**Problem details:** Look for the word "uniffi". Copy every line of the listing where it occurs.

**Source material:**
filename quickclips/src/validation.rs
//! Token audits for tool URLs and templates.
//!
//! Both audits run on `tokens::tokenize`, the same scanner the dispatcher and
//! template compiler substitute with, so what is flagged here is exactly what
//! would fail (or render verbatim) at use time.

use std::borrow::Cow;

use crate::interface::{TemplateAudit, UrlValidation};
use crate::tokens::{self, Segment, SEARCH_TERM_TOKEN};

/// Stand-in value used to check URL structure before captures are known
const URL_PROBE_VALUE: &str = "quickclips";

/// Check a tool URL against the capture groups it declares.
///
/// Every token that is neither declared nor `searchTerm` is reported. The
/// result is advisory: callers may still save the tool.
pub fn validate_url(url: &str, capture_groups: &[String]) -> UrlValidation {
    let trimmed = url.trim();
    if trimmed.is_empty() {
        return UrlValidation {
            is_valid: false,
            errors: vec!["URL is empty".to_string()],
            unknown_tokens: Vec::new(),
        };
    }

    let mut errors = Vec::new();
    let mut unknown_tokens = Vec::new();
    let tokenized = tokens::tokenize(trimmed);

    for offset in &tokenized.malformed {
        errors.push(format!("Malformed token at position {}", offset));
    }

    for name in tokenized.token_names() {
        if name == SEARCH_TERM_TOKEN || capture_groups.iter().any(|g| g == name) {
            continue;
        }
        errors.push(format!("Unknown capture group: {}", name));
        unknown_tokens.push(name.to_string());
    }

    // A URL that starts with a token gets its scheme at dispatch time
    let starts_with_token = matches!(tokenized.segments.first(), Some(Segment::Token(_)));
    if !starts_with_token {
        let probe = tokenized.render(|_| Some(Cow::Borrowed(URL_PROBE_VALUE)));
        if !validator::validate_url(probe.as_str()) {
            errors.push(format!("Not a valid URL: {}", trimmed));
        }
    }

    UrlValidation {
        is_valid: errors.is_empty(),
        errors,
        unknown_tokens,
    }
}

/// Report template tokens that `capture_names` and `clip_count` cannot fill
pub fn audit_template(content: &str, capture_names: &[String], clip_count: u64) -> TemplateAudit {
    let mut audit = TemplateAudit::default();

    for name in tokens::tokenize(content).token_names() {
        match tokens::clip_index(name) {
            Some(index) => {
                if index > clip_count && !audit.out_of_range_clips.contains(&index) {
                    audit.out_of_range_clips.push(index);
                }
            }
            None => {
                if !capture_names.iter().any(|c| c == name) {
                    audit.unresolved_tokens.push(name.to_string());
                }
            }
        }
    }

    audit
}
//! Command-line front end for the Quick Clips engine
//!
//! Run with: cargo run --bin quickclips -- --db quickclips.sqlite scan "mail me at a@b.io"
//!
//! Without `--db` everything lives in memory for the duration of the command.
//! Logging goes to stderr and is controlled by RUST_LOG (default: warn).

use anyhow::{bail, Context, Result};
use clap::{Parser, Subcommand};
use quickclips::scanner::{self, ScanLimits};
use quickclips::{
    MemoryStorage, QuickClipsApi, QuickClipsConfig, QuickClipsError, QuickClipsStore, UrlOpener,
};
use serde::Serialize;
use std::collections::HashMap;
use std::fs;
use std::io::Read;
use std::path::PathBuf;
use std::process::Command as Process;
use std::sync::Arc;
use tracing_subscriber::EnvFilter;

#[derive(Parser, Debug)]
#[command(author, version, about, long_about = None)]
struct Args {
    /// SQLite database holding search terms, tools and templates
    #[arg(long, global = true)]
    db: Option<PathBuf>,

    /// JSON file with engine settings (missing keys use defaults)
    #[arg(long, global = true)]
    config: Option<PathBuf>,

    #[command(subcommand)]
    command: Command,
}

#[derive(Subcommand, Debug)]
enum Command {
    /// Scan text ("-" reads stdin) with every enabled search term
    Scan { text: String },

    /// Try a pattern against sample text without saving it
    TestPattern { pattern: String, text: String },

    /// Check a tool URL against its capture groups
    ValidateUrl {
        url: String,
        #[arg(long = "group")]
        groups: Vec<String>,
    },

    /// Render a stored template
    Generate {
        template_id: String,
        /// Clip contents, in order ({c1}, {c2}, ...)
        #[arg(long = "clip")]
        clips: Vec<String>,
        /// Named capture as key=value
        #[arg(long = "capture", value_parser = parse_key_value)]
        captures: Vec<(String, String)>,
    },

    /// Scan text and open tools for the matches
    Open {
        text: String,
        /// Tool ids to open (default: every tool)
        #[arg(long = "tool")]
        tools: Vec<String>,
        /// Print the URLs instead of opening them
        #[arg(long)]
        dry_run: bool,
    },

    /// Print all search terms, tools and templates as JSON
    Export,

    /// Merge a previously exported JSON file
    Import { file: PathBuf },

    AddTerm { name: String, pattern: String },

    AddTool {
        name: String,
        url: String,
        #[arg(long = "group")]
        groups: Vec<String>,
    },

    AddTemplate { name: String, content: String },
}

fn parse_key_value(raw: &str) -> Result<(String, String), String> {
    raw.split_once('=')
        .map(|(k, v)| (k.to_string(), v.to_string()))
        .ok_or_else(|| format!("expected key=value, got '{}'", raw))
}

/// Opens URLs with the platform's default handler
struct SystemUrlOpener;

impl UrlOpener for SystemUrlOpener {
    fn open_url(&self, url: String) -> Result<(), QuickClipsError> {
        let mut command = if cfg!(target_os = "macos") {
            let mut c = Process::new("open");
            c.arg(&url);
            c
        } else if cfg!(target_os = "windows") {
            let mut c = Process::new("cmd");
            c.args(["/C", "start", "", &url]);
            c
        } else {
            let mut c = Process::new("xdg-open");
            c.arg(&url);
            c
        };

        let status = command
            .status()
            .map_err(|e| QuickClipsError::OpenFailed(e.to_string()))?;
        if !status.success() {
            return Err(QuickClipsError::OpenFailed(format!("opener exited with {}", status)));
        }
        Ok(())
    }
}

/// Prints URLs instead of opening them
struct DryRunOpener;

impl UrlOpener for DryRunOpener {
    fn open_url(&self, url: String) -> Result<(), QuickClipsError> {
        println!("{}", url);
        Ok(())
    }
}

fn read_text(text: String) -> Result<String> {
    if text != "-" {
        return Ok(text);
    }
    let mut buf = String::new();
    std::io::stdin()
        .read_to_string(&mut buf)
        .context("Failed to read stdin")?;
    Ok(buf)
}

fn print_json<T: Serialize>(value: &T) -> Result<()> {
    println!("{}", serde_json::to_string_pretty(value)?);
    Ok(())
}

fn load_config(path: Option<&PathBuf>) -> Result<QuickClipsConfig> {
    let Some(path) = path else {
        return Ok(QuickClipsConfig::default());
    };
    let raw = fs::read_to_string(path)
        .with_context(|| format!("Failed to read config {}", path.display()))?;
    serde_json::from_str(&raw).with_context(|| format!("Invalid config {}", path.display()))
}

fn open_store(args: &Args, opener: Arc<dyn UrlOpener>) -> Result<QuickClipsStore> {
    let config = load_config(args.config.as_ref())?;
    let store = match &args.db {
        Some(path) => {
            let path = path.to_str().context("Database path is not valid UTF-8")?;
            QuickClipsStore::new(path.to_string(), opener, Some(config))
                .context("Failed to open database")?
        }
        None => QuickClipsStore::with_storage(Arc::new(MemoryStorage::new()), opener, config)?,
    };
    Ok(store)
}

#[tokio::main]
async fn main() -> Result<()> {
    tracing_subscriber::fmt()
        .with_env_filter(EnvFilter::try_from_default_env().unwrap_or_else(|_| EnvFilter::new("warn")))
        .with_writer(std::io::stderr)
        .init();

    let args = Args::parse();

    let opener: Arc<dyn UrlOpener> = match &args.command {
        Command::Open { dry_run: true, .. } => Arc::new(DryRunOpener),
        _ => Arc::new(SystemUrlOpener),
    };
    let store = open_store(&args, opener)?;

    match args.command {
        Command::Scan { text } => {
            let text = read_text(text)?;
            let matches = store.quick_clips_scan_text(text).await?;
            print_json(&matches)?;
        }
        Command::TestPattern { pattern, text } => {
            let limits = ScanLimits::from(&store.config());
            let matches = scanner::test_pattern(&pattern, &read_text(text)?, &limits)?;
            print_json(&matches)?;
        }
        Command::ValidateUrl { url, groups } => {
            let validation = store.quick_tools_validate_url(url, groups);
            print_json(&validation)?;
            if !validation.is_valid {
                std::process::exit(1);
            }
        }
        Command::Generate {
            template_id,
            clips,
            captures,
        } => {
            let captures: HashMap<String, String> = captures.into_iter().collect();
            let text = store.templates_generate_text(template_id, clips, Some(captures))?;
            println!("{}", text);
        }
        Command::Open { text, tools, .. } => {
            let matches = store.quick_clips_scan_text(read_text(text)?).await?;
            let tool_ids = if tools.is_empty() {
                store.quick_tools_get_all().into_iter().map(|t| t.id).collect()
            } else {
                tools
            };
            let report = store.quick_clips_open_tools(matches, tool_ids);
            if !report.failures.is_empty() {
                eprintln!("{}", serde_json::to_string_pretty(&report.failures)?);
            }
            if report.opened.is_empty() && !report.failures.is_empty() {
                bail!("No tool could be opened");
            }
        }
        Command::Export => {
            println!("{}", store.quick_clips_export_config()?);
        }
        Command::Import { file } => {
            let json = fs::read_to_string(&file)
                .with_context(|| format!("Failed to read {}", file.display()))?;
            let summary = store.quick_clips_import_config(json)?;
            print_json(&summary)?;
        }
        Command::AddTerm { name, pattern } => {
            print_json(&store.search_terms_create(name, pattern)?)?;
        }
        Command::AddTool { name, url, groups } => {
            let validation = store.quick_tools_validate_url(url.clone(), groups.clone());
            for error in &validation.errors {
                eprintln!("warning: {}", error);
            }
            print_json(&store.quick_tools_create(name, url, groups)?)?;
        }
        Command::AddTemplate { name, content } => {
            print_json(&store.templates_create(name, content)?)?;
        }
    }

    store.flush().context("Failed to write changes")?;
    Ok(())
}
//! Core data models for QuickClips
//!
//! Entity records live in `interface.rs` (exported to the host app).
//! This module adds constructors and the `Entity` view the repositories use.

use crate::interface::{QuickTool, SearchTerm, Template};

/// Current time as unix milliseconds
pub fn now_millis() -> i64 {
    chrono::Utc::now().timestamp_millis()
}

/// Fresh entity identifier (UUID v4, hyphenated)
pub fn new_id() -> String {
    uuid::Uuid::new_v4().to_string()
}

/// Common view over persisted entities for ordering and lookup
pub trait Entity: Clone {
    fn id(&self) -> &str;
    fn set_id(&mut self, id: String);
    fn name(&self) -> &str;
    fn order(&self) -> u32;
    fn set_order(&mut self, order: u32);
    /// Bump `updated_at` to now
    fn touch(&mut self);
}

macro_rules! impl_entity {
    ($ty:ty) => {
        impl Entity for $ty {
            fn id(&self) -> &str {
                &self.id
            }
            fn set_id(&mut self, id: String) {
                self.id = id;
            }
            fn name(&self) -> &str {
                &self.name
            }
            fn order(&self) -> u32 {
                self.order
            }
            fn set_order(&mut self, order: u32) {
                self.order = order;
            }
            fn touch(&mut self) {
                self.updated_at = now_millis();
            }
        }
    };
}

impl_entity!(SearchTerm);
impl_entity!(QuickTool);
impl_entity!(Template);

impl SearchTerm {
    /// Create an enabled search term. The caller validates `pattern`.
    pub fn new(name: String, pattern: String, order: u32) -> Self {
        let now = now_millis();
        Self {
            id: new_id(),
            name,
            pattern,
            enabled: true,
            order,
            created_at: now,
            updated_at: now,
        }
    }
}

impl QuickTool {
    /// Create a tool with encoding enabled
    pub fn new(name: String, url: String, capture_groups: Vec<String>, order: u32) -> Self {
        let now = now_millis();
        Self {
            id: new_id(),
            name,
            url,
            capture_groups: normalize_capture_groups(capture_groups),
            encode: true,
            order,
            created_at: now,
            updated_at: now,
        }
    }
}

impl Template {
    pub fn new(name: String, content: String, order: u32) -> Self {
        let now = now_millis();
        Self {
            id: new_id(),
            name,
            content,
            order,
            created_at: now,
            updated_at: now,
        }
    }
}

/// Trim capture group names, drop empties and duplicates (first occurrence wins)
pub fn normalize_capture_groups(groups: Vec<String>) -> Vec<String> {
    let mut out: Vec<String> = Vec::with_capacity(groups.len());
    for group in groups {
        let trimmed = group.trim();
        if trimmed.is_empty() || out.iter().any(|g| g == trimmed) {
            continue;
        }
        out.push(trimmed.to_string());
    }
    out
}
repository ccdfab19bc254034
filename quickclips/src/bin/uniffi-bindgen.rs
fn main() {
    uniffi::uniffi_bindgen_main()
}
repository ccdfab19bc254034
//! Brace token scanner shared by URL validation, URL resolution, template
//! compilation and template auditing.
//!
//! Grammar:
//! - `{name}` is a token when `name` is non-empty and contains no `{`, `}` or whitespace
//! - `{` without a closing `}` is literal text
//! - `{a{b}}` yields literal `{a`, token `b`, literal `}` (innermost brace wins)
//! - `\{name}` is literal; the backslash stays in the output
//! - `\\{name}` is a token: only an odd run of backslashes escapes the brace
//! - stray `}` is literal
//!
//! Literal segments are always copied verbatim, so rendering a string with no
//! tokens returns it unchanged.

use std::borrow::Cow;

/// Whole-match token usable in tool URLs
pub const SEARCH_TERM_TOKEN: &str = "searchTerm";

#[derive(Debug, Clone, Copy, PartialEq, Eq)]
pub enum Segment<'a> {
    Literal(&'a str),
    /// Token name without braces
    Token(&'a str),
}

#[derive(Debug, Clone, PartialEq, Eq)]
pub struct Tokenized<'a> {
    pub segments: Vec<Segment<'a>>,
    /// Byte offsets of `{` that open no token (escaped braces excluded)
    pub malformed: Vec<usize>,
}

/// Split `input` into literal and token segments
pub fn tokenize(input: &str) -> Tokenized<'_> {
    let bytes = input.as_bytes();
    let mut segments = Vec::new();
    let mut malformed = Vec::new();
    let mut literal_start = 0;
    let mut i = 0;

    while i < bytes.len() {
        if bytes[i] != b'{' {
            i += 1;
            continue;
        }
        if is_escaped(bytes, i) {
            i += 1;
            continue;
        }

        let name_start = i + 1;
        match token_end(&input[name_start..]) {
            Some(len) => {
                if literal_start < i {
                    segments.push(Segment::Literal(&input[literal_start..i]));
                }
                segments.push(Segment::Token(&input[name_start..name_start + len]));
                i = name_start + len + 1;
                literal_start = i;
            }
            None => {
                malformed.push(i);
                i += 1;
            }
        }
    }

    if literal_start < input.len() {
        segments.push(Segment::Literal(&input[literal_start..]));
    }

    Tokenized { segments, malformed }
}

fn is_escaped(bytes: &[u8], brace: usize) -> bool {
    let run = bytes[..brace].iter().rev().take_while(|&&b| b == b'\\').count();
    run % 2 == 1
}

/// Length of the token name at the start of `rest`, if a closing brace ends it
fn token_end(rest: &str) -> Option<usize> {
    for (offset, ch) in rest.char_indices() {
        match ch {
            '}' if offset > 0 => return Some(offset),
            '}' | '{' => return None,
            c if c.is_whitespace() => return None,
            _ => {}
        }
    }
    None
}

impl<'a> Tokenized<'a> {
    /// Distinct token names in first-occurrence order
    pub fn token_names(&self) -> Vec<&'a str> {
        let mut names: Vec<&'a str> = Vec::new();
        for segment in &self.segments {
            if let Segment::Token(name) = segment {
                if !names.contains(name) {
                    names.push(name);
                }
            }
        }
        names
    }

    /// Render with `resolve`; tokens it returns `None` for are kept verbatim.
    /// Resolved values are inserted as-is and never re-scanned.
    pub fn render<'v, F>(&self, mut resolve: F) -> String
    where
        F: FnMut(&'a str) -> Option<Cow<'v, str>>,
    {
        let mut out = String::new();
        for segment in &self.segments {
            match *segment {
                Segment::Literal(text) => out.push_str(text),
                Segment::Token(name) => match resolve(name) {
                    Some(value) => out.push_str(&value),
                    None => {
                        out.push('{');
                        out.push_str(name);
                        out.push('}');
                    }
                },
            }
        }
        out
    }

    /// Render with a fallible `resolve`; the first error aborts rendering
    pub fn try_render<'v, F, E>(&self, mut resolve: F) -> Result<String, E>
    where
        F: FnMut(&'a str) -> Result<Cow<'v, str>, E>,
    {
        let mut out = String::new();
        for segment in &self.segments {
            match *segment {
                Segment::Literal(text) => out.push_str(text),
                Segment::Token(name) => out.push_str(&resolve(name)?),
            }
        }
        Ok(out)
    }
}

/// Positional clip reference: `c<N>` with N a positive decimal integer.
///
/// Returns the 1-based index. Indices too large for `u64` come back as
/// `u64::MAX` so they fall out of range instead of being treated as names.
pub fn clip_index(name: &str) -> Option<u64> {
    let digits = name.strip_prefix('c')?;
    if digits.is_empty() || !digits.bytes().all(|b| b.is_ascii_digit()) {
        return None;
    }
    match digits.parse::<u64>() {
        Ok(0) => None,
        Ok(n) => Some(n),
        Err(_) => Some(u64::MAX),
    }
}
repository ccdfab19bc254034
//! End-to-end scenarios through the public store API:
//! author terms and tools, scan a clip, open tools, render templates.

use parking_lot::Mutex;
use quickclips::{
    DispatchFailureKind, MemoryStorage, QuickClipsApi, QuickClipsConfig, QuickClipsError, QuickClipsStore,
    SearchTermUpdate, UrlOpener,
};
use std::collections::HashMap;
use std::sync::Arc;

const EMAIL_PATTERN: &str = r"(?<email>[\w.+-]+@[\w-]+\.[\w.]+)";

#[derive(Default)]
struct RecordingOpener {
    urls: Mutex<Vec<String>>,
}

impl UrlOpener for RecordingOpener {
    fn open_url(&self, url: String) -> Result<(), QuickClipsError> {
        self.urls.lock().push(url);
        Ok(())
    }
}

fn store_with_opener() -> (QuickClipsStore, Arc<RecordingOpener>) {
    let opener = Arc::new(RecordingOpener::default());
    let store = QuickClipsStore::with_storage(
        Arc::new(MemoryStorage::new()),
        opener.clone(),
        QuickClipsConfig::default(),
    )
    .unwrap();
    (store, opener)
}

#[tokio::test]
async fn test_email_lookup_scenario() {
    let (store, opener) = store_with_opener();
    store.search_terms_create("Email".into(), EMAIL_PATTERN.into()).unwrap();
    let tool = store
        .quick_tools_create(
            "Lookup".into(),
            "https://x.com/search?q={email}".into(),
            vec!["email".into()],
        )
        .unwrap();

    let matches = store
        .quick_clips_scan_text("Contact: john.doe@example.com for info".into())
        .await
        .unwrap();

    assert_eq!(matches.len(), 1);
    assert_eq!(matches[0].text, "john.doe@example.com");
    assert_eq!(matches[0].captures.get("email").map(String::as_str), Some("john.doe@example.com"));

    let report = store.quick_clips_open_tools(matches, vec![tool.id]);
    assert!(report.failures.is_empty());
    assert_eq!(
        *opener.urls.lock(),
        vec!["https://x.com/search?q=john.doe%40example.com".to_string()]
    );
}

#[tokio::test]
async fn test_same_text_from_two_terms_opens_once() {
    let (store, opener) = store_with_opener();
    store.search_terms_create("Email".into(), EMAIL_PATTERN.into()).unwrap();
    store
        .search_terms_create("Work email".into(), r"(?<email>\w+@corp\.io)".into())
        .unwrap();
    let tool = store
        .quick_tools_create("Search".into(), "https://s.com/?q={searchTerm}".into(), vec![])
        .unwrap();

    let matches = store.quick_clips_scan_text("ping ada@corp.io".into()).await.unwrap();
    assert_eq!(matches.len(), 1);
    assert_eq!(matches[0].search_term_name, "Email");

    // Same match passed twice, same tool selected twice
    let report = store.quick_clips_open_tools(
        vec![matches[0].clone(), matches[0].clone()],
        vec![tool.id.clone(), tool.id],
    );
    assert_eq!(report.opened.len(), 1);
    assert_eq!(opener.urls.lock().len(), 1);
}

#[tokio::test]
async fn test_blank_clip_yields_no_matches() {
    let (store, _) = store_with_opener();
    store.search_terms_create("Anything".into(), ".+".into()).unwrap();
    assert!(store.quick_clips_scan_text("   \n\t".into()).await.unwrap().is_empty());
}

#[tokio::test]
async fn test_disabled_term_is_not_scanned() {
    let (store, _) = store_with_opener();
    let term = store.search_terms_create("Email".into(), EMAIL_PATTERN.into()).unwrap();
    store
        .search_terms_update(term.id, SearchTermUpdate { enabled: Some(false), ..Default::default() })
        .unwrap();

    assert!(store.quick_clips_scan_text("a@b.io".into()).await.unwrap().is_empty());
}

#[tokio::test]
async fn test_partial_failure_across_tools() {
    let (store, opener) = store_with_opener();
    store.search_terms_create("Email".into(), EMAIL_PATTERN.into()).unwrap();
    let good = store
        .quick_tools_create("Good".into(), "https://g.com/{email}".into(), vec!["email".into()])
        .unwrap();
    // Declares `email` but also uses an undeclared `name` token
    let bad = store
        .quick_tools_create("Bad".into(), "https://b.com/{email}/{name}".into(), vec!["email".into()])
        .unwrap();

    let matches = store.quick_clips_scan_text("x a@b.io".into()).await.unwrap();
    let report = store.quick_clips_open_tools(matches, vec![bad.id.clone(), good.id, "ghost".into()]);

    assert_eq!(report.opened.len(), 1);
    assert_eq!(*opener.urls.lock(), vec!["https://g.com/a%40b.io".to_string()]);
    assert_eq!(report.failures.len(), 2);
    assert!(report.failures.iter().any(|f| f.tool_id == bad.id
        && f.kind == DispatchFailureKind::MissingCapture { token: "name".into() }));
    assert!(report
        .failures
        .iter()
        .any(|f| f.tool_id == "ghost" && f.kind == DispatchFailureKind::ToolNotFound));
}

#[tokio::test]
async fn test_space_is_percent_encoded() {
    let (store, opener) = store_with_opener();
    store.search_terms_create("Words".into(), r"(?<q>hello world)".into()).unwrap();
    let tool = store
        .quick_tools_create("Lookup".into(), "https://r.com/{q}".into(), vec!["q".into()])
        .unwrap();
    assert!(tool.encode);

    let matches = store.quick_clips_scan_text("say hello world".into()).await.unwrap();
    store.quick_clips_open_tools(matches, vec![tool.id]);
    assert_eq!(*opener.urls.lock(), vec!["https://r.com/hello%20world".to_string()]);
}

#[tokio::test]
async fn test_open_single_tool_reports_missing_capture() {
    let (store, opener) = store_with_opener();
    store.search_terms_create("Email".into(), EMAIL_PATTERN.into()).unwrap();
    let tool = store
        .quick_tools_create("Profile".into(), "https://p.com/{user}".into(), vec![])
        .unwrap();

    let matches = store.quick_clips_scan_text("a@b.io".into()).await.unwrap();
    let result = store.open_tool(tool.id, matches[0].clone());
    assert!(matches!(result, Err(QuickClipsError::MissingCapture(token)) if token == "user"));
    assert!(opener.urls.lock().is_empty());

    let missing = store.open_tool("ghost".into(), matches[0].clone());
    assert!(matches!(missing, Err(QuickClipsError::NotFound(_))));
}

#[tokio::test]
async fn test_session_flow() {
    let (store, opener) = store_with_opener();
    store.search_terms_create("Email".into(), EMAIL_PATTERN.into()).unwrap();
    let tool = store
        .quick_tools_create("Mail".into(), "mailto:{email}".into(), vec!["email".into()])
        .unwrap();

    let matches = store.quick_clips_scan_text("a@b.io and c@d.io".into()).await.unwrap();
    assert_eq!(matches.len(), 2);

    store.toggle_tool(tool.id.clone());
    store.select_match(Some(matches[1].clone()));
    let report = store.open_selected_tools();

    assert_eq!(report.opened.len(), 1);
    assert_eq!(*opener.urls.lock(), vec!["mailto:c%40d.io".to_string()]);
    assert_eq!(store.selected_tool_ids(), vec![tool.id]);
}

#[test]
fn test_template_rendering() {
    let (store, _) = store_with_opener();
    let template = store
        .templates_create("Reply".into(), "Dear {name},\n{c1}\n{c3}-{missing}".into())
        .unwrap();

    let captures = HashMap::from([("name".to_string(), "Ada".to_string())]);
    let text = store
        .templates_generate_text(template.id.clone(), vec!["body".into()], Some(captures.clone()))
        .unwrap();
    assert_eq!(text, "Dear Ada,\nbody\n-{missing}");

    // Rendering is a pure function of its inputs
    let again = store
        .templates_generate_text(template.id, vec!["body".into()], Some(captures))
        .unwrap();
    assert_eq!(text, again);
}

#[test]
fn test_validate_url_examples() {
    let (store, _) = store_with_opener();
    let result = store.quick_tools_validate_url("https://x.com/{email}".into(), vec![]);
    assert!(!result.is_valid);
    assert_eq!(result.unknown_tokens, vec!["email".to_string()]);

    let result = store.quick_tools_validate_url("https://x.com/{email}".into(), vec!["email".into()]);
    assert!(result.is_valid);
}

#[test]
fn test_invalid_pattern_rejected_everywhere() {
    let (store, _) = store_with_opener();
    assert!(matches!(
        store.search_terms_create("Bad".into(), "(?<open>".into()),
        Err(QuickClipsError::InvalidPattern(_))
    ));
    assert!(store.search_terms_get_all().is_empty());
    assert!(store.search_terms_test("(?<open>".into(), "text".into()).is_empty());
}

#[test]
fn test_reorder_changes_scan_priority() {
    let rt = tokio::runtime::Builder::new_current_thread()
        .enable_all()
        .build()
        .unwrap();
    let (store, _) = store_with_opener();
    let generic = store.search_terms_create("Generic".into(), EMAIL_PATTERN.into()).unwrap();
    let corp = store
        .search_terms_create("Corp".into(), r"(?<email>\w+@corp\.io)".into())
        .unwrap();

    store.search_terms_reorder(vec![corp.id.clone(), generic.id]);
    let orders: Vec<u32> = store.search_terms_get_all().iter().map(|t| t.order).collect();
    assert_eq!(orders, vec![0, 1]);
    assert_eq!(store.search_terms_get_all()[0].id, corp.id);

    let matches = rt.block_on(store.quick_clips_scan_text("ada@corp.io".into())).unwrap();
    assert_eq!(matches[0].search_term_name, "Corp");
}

**Answer area:**
filename quickclips/src/bin/uniffi-bindgen.rs
    uniffi::uniffi_bindgen_main()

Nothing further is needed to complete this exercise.